Je poursuis mon tour du monde littéraire avec une escale cette fois-ci en Irlande - terre natale du poète, dramaturge et écrivain Dermot Bolger, qui signe ici un roman intimiste absolument bouleversant. Que d'émotions à sa lecture! 

Toutefois pour l'apprécier, il vous faudra composer avec sa narration méandreuse, éclatée, non linéaire et quelque peu disgressive mais au final parfaitement maîtrisée. Il faudra également accepter de se perdre dans le dédale des souvenirs composant une vie en passe de se reconstruire et que certaines interrogations parfois, ne trouvent pas réponse.

*

Quartiers nord de Dublin, décembre 1991. 

Victime d'un terrible accident de voiture, Sean Blake est déclaré cliniquement mort durant quelques secondes avant que son coeur ne se remette à battre. Un laps de temps au cours duquel il se souvient avoir assisté avec détachement à toute la scène, vue d'en haut. À son réveil, fortement éprouvé par l'expérience qu'il vient de vivre, le jeune homme - marié et père de deux enfants, ne se sent plus le même. C'est un miraculé certes mais devenu étranger au monde qui l'entoure et aux siens.

"Comment pouvais-je expliquer que j'étais revenu à la vie différent de celui que j'avais été, désormais incapable de me focaliser sur la petite république d'amour que nous avions soigneusement construite?" 

Alors qu'il essaie de réinvestir le quotidien, notre protagoniste semble de plus en plus perdre pied. Ses nuits peuplées de rêves énigmatiques laissent place le jour à des réminiscences qui s'imposent à lui et le ramènent aux zones d'ombres de son passé.  

"Comment lui dire que je lui mens depuis des années, qu'elle (sa femme) ne sait pas réellement qui je suis car je ne le sais pas réellement moi-même?"

Enfant adopté à l'âge de six semaines, il ignore (presque) tout des premiers chapitres de son histoire. Frôler la mort a réveillé ce vide identitaire, aujourd'hui béant, et Sean Blake réalise que pour renaître à la vie, à cette seconde vie,  il doit percer le mystère de ses origines en partant sur les traces de sa mère biologique. Quarante ans plus tôt, celle-ci lui a donné naissance dans l'un des sinistres couvents de la Madeleine.
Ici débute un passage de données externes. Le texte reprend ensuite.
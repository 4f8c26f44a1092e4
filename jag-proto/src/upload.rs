//! Request payloads for code pushes, firmware updates and container queries.
//!
//! Integers are little-endian. Structured fields (defines, container
//! entries) are postcard-encoded.

use std::collections::BTreeMap;

use crc::{CRC_32_ISO_HDLC, Crc};
use serde::{Deserialize, Serialize};

use crate::{Error, Result};

/// CRC-32 used for image integrity (the zlib/IEEE polynomial).
const CRC32: Crc<u32> = Crc::<u32>::new(&CRC_32_ISO_HDLC);

/// Define key that marks an installed container as disabled.
pub const DEFINE_DISABLED: &str = "jag.disabled";

/// Define key holding a container run timeout in seconds.
pub const DEFINE_TIMEOUT: &str = "jag.timeout";

/// Computes the CRC-32 of an image.
pub fn crc32(data: &[u8]) -> u32 {
    CRC32.checksum(data)
}

/// Value of a single define.
#[derive(Debug, Clone, PartialEq, Eq, Serialize, Deserialize)]
pub enum DefineValue {
    /// Boolean flag.
    Bool(bool),
    /// Integer value.
    Int(i64),
    /// String value.
    Text(String),
}

/// Key/value options passed to a pushed program.
pub type Defines = BTreeMap<String, DefineValue>;

/// Encodes a defines map.
pub fn encode_defines(defines: &Defines) -> Result<Vec<u8>> {
    Ok(postcard::to_allocvec(defines)?)
}

/// Decodes a defines map.
pub fn decode_defines(bytes: &[u8]) -> Result<Defines> {
    if bytes.is_empty() {
        return Ok(Defines::new());
    }
    Ok(postcard::from_bytes(bytes)?)
}

/// What a code push does on the device.
#[derive(Debug, Clone, Copy, PartialEq, Eq, Hash, Serialize, Deserialize)]
#[repr(u8)]
pub enum CodeKind {
    /// Run once, without persisting.
    Run = 0,
    /// Install as a named container.
    Install = 1,
}

impl TryFrom<u8> for CodeKind {
    type Error = Error;

    fn try_from(v: u8) -> Result<Self> {
        match v {
            0 => Ok(Self::Run),
            1 => Ok(Self::Install),
            other => Err(Error::Decode(format!("unknown code kind {other}"))),
        }
    }
}

/// One installed container.
#[derive(Debug, Clone, PartialEq, Eq, Serialize, Deserialize)]
pub struct ContainerEntry {
    /// Container image id.
    pub id: String,
    /// Container name.
    pub name: String,
}

/// Encodes a container listing.
pub fn encode_containers(entries: &[ContainerEntry]) -> Result<Vec<u8>> {
    Ok(postcard::to_allocvec(entries)?)
}

/// Decodes a container listing.
pub fn decode_containers(bytes: &[u8]) -> Result<Vec<ContainerEntry>> {
    Ok(postcard::from_bytes(bytes)?)
}

/// Decodes one container entry (BLE listings return entries one at a time).
pub fn decode_container(bytes: &[u8]) -> Result<ContainerEntry> {
    Ok(postcard::from_bytes(bytes)?)
}

/// Encodes one container entry.
pub fn encode_container(entry: &ContainerEntry) -> Result<Vec<u8>> {
    Ok(postcard::to_allocvec(entry)?)
}

/// Serial `Firmware` request: `[length u32]`.
pub fn firmware_request(image_len: usize) -> Result<Vec<u8>> {
    Ok(len32(image_len)?.to_le_bytes().to_vec())
}

/// Serial `Install` request: `[length u32][crc32 u32][name_len u16][name][defines]`.
pub fn install_request(name: &str, defines: &Defines, image: &[u8]) -> Result<Vec<u8>> {
    let mut out = image_prefix(image)?;
    put_str16(&mut out, name)?;
    out.extend(encode_defines(defines)?);
    Ok(out)
}

/// Serial `Run` request: `[length u32][crc32 u32][defines]`.
pub fn run_request(defines: &Defines, image: &[u8]) -> Result<Vec<u8>> {
    let mut out = image_prefix(image)?;
    out.extend(encode_defines(defines)?);
    Ok(out)
}

/// Header written to the BLE start-upload characteristic.
///
/// Layout: `[kind u8][sdk_len u16][sdk][image_len u32][crc32 u32]`
/// followed, for installs only, by `[name_len u16][name]`, then the
/// encoded defines.
#[derive(Debug, Clone, PartialEq, Eq)]
pub struct UploadHeader {
    /// Run or install.
    pub kind: CodeKind,
    /// SDK version the image was compiled with.
    pub sdk_version: String,
    /// Image length in bytes.
    pub image_len: u32,
    /// CRC-32 of the image.
    pub crc32: u32,
    /// Container name (installs only).
    pub name: Option<String>,
    /// Program options.
    pub defines: Defines,
}

impl UploadHeader {
    /// Builds the header describing `image`.
    pub fn new(
        kind: CodeKind,
        sdk_version: &str,
        name: Option<&str>,
        defines: Defines,
        image: &[u8],
    ) -> Result<Self> {
        Ok(Self {
            kind,
            sdk_version: sdk_version.to_owned(),
            image_len: len32(image.len())?,
            crc32: crc32(image),
            name: name.map(str::to_owned),
            defines,
        })
    }

    /// Serializes the header.
    pub fn encode(&self) -> Result<Vec<u8>> {
        let mut out = vec![self.kind as u8];
        put_str16(&mut out, &self.sdk_version)?;
        out.extend_from_slice(&self.image_len.to_le_bytes());
        out.extend_from_slice(&self.crc32.to_le_bytes());
        if self.kind == CodeKind::Install {
            put_str16(&mut out, self.name.as_deref().unwrap_or_default())?;
        }
        out.extend(encode_defines(&self.defines)?);
        Ok(out)
    }

    /// Parses a header (device side).
    pub fn decode(bytes: &[u8]) -> Result<Self> {
        let mut r = Reader(bytes);
        let kind = CodeKind::try_from(r.u8()?)?;
        let sdk_version = r.str16()?;
        let image_len = r.u32()?;
        let crc32 = r.u32()?;
        let name = match kind {
            CodeKind::Install => Some(r.str16()?),
            CodeKind::Run => None,
        };
        let defines = decode_defines(r.0)?;
        Ok(Self {
            kind,
            sdk_version,
            image_len,
            crc32,
            name,
            defines,
        })
    }

    /// Returns `true` if `image` matches the declared length and checksum.
    pub fn verifies(&self, image: &[u8]) -> bool {
        image.len() == self.image_len as usize && crc32(image) == self.crc32
    }
}

/// Status byte returned after an upload header is written.
#[derive(Debug, Clone, Copy, PartialEq, Eq)]
pub enum UploadStatus {
    /// Device is ready to receive the image.
    Ok,
    /// The image was built for a different SDK version.
    SdkMismatch,
    /// Any other device-side refusal.
    Rejected(u8),
}

impl From<u8> for UploadStatus {
    fn from(v: u8) -> Self {
        match v {
            0 => Self::Ok,
            2 => Self::SdkMismatch,
            other => Self::Rejected(other),
        }
    }
}

fn len32(len: usize) -> Result<u32> {
    u32::try_from(len).map_err(|_| Error::PayloadTooLarge(len))
}

fn image_prefix(image: &[u8]) -> Result<Vec<u8>> {
    let mut out = Vec::with_capacity(16);
    out.extend_from_slice(&len32(image.len())?.to_le_bytes());
    out.extend_from_slice(&crc32(image).to_le_bytes());
    Ok(out)
}

fn put_str16(out: &mut Vec<u8>, s: &str) -> Result<()> {
    let len = u16::try_from(s.len()).map_err(|_| Error::PayloadTooLarge(s.len()))?;
    out.extend_from_slice(&len.to_le_bytes());
    out.extend_from_slice(s.as_bytes());
    Ok(())
}

/// Little-endian cursor over a borrowed payload.
struct Reader<'a>(&'a [u8]);

impl Reader<'_> {
    fn take(&mut self, n: usize) -> Result<&[u8]> {
        if self.0.len() < n {
            return Err(Error::Decode("payload ends early".into()));
        }
        let (head, tail) = self.0.split_at(n);
        self.0 = tail;
        Ok(head)
    }

    fn u8(&mut self) -> Result<u8> {
        Ok(self.take(1)?[0])
    }

    fn u16(&mut self) -> Result<u16> {
        let b = self.take(2)?;
        Ok(u16::from_le_bytes([b[0], b[1]]))
    }

    fn u32(&mut self) -> Result<u32> {
        let b = self.take(4)?;
        Ok(u32::from_le_bytes([b[0], b[1], b[2], b[3]]))
    }

    fn str16(&mut self) -> Result<String> {
        let len = usize::from(self.u16()?);
        let bytes = self.take(len)?;
        String::from_utf8(bytes.to_vec()).map_err(|e| Error::Decode(e.to_string()))
    }
}

#[cfg(test)]
mod tests {
    use super::*;

    fn defines() -> Defines {
        let mut d = Defines::new();
        d.insert(DEFINE_DISABLED.into(), DefineValue::Bool(true));
        d.insert(DEFINE_TIMEOUT.into(), DefineValue::Int(30));
        d
    }

    #[test]
    fn crc32_known_value() {
        assert_eq!(crc32(b"123456789"), 0xCBF4_3926);
    }

    #[test]
    fn install_header_layout() {
        let image = vec![7u8; 1000];
        let header =
            UploadHeader::new(CodeKind::Install, "v2.0", Some("blink"), defines(), &image).unwrap();
        let bytes = header.encode().unwrap();
        assert_eq!(bytes[0], CodeKind::Install as u8);
        assert_eq!(&bytes[1..3], &4u16.to_le_bytes());
        assert_eq!(&bytes[3..7], b"v2.0");
        assert_eq!(&bytes[7..11], &1000u32.to_le_bytes());
        assert_eq!(&bytes[11..15], &crc32(&image).to_le_bytes());
        assert_eq!(&bytes[15..17], &5u16.to_le_bytes());
        assert_eq!(&bytes[17..22], b"blink");
        assert_eq!(UploadHeader::decode(&bytes).unwrap(), header);
    }

    #[test]
    fn run_header_has_no_name() {
        let header = UploadHeader::new(CodeKind::Run, "v2.0", None, Defines::new(), b"x").unwrap();
        let decoded = UploadHeader::decode(&header.encode().unwrap()).unwrap();
        assert_eq!(decoded.name, None);
        assert!(decoded.defines.is_empty());
    }

    #[test]
    fn corrupted_image_fails_declared_crc() {
        let mut image: Vec<u8> = (0..4096u32).map(|i| (i * 31 % 256) as u8).collect();
        let header = UploadHeader::new(CodeKind::Run, "v2.0", None, defines(), &image).unwrap();
        let declared = UploadHeader::decode(&header.encode().unwrap()).unwrap();
        assert!(declared.verifies(&image));

        image[1234] ^= 0x40;
        assert_ne!(crc32(&image), declared.crc32);
        assert!(!declared.verifies(&image));
    }

    #[test]
    fn serial_install_request_layout() {
        let image = b"abc";
        let req = install_request("app", &Defines::new(), image).unwrap();
        assert_eq!(&req[0..4], &3u32.to_le_bytes());
        assert_eq!(&req[4..8], &crc32(image).to_le_bytes());
        assert_eq!(&req[8..10], &3u16.to_le_bytes());
        assert_eq!(&req[10..13], b"app");
        assert_eq!(decode_defines(&req[13..]).unwrap(), Defines::new());
    }

    #[test]
    fn status_codes() {
        assert_eq!(UploadStatus::from(0), UploadStatus::Ok);
        assert_eq!(UploadStatus::from(2), UploadStatus::SdkMismatch);
        assert_eq!(UploadStatus::from(1), UploadStatus::Rejected(1));
    }

    #[test]
    fn truncated_header_is_rejected() {
        let header = UploadHeader::new(CodeKind::Install, "v2.0", Some("x"), Defines::new(), b"1")
            .unwrap()
            .encode()
            .unwrap();
        assert!(UploadHeader::decode(&header[..9]).is_err());
    }
}
//! Tool configuration: defaults, JSON file and `JAG_*` environment overrides.

use std::path::Path;
use std::time::Duration;

use serde::{Deserialize, Serialize};

use crate::Result;

/// UDP port devices and proxies announce themselves on.
pub const DISCOVERY_PORT: u16 = 1990;

/// Settings consumed by discovery, the transports and the proxy.
#[derive(Debug, Clone, PartialEq, Eq, Serialize, Deserialize)]
#[serde(default)]
pub struct Config {
    /// Also scan for BLE devices.
    pub use_ble: bool,
    /// UDP discovery port.
    pub discovery_port: u16,
    /// Serial baud rate.
    pub baud_rate: u32,
    /// Network/BLE scan window in milliseconds.
    pub scan_timeout_ms: u64,
    /// Direct identify timeout in milliseconds.
    pub identify_timeout_ms: u64,
    /// Per-request timeout in milliseconds.
    pub request_timeout_ms: u64,
    /// HTTP port for the UART proxy (0 picks a free port).
    pub proxy_port: u16,
}

impl Default for Config {
    fn default() -> Self {
        Self {
            use_ble: false,
            discovery_port: DISCOVERY_PORT,
            baud_rate: 115_200,
            scan_timeout_ms: 600,
            identify_timeout_ms: 2_000,
            request_timeout_ms: 10_000,
            proxy_port: 0,
        }
    }
}

impl Config {
    /// Defaults with environment overrides applied.
    pub fn from_env() -> Self {
        let mut cfg = Self::default();
        cfg.apply_overrides(|key| std::env::var(key).ok());
        cfg
    }

    /// Reads a JSON config file, then applies environment overrides.
    pub fn load(path: impl AsRef<Path>) -> Result<Self> {
        let data = std::fs::read_to_string(path)?;
        let mut cfg: Self = serde_json::from_str(&data)?;
        cfg.apply_overrides(|key| std::env::var(key).ok());
        Ok(cfg)
    }

    /// Applies `JAG_*` overrides looked up through `var`.
    ///
    /// Unparsable values are ignored.
    pub fn apply_overrides(&mut self, var: impl Fn(&str) -> Option<String>) {
        fn parse<T: std::str::FromStr>(v: Option<String>) -> Option<T> {
            v.and_then(|s| s.trim().parse().ok())
        }

        if let Some(v) = var("JAG_USE_BLE") {
            self.use_ble = matches!(v.trim().to_ascii_lowercase().as_str(), "1" | "true" | "yes");
        }
        if let Some(v) = parse(var("JAG_DISCOVERY_PORT")) {
            self.discovery_port = v;
        }
        if let Some(v) = parse(var("JAG_BAUD_RATE")) {
            self.baud_rate = v;
        }
        if let Some(v) = parse(var("JAG_SCAN_TIMEOUT_MS")) {
            self.scan_timeout_ms = v;
        }
        if let Some(v) = parse(var("JAG_IDENTIFY_TIMEOUT_MS")) {
            self.identify_timeout_ms = v;
        }
        if let Some(v) = parse(var("JAG_REQUEST_TIMEOUT_MS")) {
            self.request_timeout_ms = v;
        }
        if let Some(v) = parse(var("JAG_PROXY_PORT")) {
            self.proxy_port = v;
        }
    }

    /// Scan window.
    pub const fn scan_timeout(&self) -> Duration {
        Duration::from_millis(self.scan_timeout_ms)
    }

    /// Direct identify timeout.
    pub const fn identify_timeout(&self) -> Duration {
        Duration::from_millis(self.identify_timeout_ms)
    }

    /// Per-request timeout.
    pub const fn request_timeout(&self) -> Duration {
        Duration::from_millis(self.request_timeout_ms)
    }
}

#[cfg(test)]
mod tests {
    use super::*;

    #[test]
    fn overrides_apply_and_bad_values_are_ignored() {
        let mut cfg = Config::default();
        cfg.apply_overrides(|key| match key {
            "JAG_USE_BLE" => Some("true".into()),
            "JAG_BAUD_RATE" => Some("921600".into()),
            "JAG_DISCOVERY_PORT" => Some("not-a-port".into()),
            _ => None,
        });
        assert!(cfg.use_ble);
        assert_eq!(cfg.baud_rate, 921_600);
        assert_eq!(cfg.discovery_port, DISCOVERY_PORT);
    }

    #[test]
    fn partial_file_keeps_defaults() {
        let dir = tempfile::tempdir().unwrap();
        let path = dir.path().join("jag.json");
        std::fs::write(&path, r#"{"scan_timeout_ms": 1500, "use_ble": true}"#).unwrap();

        let cfg = Config::load(&path).unwrap();
        assert_eq!(cfg.scan_timeout(), Duration::from_millis(1500));
        assert_eq!(cfg.request_timeout(), Duration::from_secs(10));
    }
}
"Étais-je né d'un viol ou de l'inceste? Avait-elle vu les yeux d'un homme qu'elle haïssait chaque fois qu'elle plongeait son regard dans le mien? Ou avait-elle secrètement célébré mon anniversaire chaque année, enfermée à clé, seule dans une salle de bains, mangeant furtivement un morceau de gâteau tandis que sa famille s'agitait autour d'elle, sans rien connaître de ses larmes et de son secret?"

*

De rencontres en aveux troublants,  cette quête existentielle nous confrontera au puritanisme ravageur d'une société vouant un culte à la "respectabilité" ainsi qu'aux exactions de l'église catholique trop longtemps passées sous silence. Rien qu'à l'écrire,  j'en frémis encore.

"Dieu était souvent évoqué, mais pas à propos de l'amour qu'il fallait ressentir pour son prochain ni de l'éternelle damnation : la vie tournait uniquement autour de ce que tes voisins pensaient de toi, de secrets à garder, du scandale à éviter, il ne fallait donner à personne l'occasion de te mépriser (...)."
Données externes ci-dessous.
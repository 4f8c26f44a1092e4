//! Sync handshake packets.
//!
//! The host sends `[sync_id LE][magic - 1]`; the device answers with
//! `[sync_id LE][magic]`. Decrementing the magic on the way out means a
//! line that merely echoes the request never passes for a response.

use crate::packet::{self, Command};
use crate::Result;

/// Magic sequence shared with the device firmware.
pub const SYNC_MAGIC: [u8; 8] = *b"jagsync!";

/// Per-connection sync counter.
#[derive(Debug, Clone, Copy, Default, PartialEq, Eq)]
pub struct SyncState {
    id: u16,
}

impl SyncState {
    /// Current sync id.
    pub const fn id(&self) -> u16 {
        self.id
    }

    /// Advances to the next usable id and returns it.
    pub fn advance(&mut self) -> u16 {
        self.id = next_sync_id(self.id);
        self.id
    }
}

/// Returns the id following `id`, skipping ids that contain a `\n` byte.
///
/// Sync frames are matched line by line, so an id whose encoding contains the
/// terminator would split its own response.
pub const fn next_sync_id(id: u16) -> u16 {
    let mut next = id.wrapping_add(1);
    while has_newline(next) {
        next = next.wrapping_add(1);
    }
    next
}

const fn has_newline(id: u16) -> bool {
    let [lo, hi] = id.to_le_bytes();
    lo == packet::TERMINATOR || hi == packet::TERMINATOR
}

/// Builds the sync request frame for `id`.
pub fn sync_request(id: u16) -> Result<Vec<u8>> {
    let mut payload = Vec::with_capacity(10);
    payload.extend_from_slice(&id.to_le_bytes());
    payload.extend(SYNC_MAGIC.iter().map(|b| b.wrapping_sub(1)));
    packet::encode(Command::Sync.code(), &payload)
}

/// Builds the exact frame a device sends in response to sync `id`.
pub fn expected_sync_response(id: u16) -> Result<Vec<u8>> {
    let mut payload = Vec::with_capacity(10);
    payload.extend_from_slice(&id.to_le_bytes());
    payload.extend_from_slice(&SYNC_MAGIC);
    packet::encode(Command::Sync.code(), &payload)
}

/// Device side: turns a sync request payload into the response payload.
///
/// Returns `None` if the payload is not a well-formed sync request.
pub fn answer_sync(request_payload: &[u8]) -> Option<Vec<u8>> {
    let (id, magic) = request_payload.split_first_chunk::<2>()?;
    if magic.len() != SYNC_MAGIC.len() {
        return None;
    }
    let restored: Vec<u8> = magic.iter().map(|b| b.wrapping_add(1)).collect();
    if restored != SYNC_MAGIC {
        return None;
    }
    let mut out = id.to_vec();
    out.extend_from_slice(&restored);
    Some(out)
}

#[cfg(test)]
mod tests {
    use super::*;

    fn device_reply(request: &[u8]) -> Vec<u8> {
        let (cmd, payload) = packet::decode(&mut std::io::Cursor::new(request)).unwrap();
        assert_eq!(cmd, Command::Sync.code());
        let answer = answer_sync(&payload).unwrap();
        packet::encode(cmd, &answer).unwrap()
    }

    #[test]
    fn response_matches_only_its_own_id() {
        for id in [1u16, 2, 200, 0x0B0B, u16::MAX - 1] {
            let reply = device_reply(&sync_request(id).unwrap());
            assert_eq!(reply, expected_sync_response(id).unwrap());
            assert_ne!(reply, expected_sync_response(id.wrapping_add(1)).unwrap());
            assert_ne!(reply, expected_sync_response(id.wrapping_sub(1)).unwrap());
        }
    }

    #[test]
    fn echoed_request_is_not_a_response() {
        let request = sync_request(7).unwrap();
        assert_ne!(request, expected_sync_response(7).unwrap());
    }

    #[test]
    fn ids_skip_newline_bytes() {
        assert_eq!(next_sync_id(9), 11);
        assert_eq!(next_sync_id(0x09FF), 0x0B00);
        let mut state = SyncState::default();
        for _ in 0..5000 {
            let id = state.advance();
            assert!(!id.to_le_bytes().contains(&b'\n'));
            let frame = expected_sync_response(id).unwrap();
            assert_eq!(frame.iter().filter(|&&b| b == b'\n').count(), 1);
        }
    }

    #[test]
    fn rejects_garbage_sync_payload() {
        assert!(answer_sync(b"").is_none());
        assert!(answer_sync(b"\x01\x00jagsync!").is_none());
    }
}
/// Address used to identify a peripheral across scans.
pub fn peripheral_address(peripheral: &Peripheral) -> String {
    peripheral.address().to_string()
}

fn matches_address(peripheral: &Peripheral, address: &str) -> bool {
    peripheral_address(peripheral).eq_ignore_ascii_case(address)
        || peripheral.id().to_string() == address
}

/// The characteristics of the jag service, one per command.
#[derive(Debug, Clone, Copy, PartialEq, Eq, Hash)]
pub enum GattChar {
    /// Nonce echo.
    Ping,
    /// Identify payload.
    Identify,
    /// Container count and entries.
    ContainerList,
    /// Container removal.
    Uninstall,
    /// Upload header and status.
    UploadStart,
    /// Image bytes.
    UploadData,
}

impl GattChar {
    /// Every characteristic the service must expose.
    pub const ALL: [Self; 6] = [
        Self::Ping,
        Self::Identify,
        Self::ContainerList,
        Self::Uninstall,
        Self::UploadStart,
        Self::UploadData,
    ];

    /// UUID of this characteristic.
    pub const fn uuid(self) -> Uuid {
        match self {
            Self::Ping => PING_UUID,
            Self::Identify => IDENTIFY_UUID,
            Self::ContainerList => CONTAINER_LIST_UUID,
            Self::Uninstall => UNINSTALL_UUID,
            Self::UploadStart => UPLOAD_START_UUID,
            Self::UploadData => UPLOAD_DATA_UUID,
        }
    }
}

/// Reads and writes on the jag service characteristics.
pub trait Gatt {
    /// Writes `data` to `target`.
    fn write(
        &self,
        target: GattChar,
        data: &[u8],
        mode: WriteType,
    ) -> impl Future<Output = Result<()>> + Send;

    /// Reads the current value of `target`.
    fn read(&self, target: GattChar) -> impl Future<Output = Result<Vec<u8>>> + Send;
}

/// A connected btleplug peripheral with the service characteristics resolved.
#[derive(Debug)]
pub struct PeripheralGatt {
    peripheral: Peripheral,
    chars: HashMap<GattChar, Characteristic>,
}

fn resolve(found: &BTreeSet<Characteristic>) -> Result<HashMap<GattChar, Characteristic>> {
    GattChar::ALL
        .into_iter()
        .map(|target| {
            let uuid = target.uuid();
            found
                .iter()
                .find(|c| c.uuid == uuid && c.service_uuid == SERVICE_UUID)
                .cloned()
                .map(|c| (target, c))
                .ok_or_else(|| Error::Device(format!("missing BLE characteristic {uuid}")))
        })
        .collect()
}

impl PeripheralGatt {
    fn characteristic(&self, target: GattChar) -> Result<&Characteristic> {
        self.chars
            .get(&target)
            .ok_or_else(|| Error::Device(format!("missing BLE characteristic {}", target.uuid())))
    }
}

impl Gatt for PeripheralGatt {
    async fn write(&self, target: GattChar, data: &[u8], mode: WriteType) -> Result<()> {
        let characteristic = self.characteristic(target)?;
        self.peripheral.write(characteristic, data, mode).await?;
        Ok(())
    }

    async fn read(&self, target: GattChar) -> Result<Vec<u8>> {
        let characteristic = self.characteristic(target)?;
        Ok(self.peripheral.read(characteristic).await?)
    }
}

/// A connected BLE device.
#[derive(Debug)]
pub struct BleConnection<G = PeripheralGatt> {
    gatt: G,
}

impl BleConnection {
    /// Scans until `address` is seen, then connects and discovers the service.
    ///
    /// Some BLE stacks refuse a direct connect to a peripheral they have not
    /// seen advertise in the current session, hence the scan.
    pub async fn connect(adapter: &Adapter, address: &str, timeout: Duration) -> Result<Self> {
        let Ok(found) = tokio::time::timeout(timeout, find_peripheral(adapter, address)).await
        else {
            adapter.stop_scan().await?;
            return Err(Error::Timeout("BLE peripheral"));
        };
        Self::attach(found?).await
    }

    /// Connects to an already observed peripheral.
    pub async fn attach(peripheral: Peripheral) -> Result<Self> {
        if !peripheral.is_connected().await? {
            peripheral.connect().await?;
        }
        peripheral.discover_services().await?;
        let chars = resolve(&peripheral.characteristics())?;
        debug!(address = %peripheral_address(&peripheral), "BLE services resolved");
        Ok(Self::new(PeripheralGatt { peripheral, chars }))
    }

    /// Disconnects from the peripheral.
    pub async fn disconnect(&self) -> Result<()> {
        self.gatt.peripheral.disconnect().await?;
        Ok(())
    }
}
Mêlant pudeur et sensibilité désarmantes, l'auteur s'empare avec justesse d'une thématique explorée au cinéma à travers le film intitulé The Magdalene Sisters ou encore plus récemment Philomena. Au cours du siècle dernier, plusieurs milliers de filles-mères  irlandaises aux moeurs jugées dissolues, se sont vues internées de force au sein d'institutions religieuses et réduites en esclavage comme blanchisseuse pour expier leurs fautes - certaines toute leur vie durant. L'enfant à venir, marqué lui aussi du sceau de la honte, leur était arraché puis offert à l'adoption. 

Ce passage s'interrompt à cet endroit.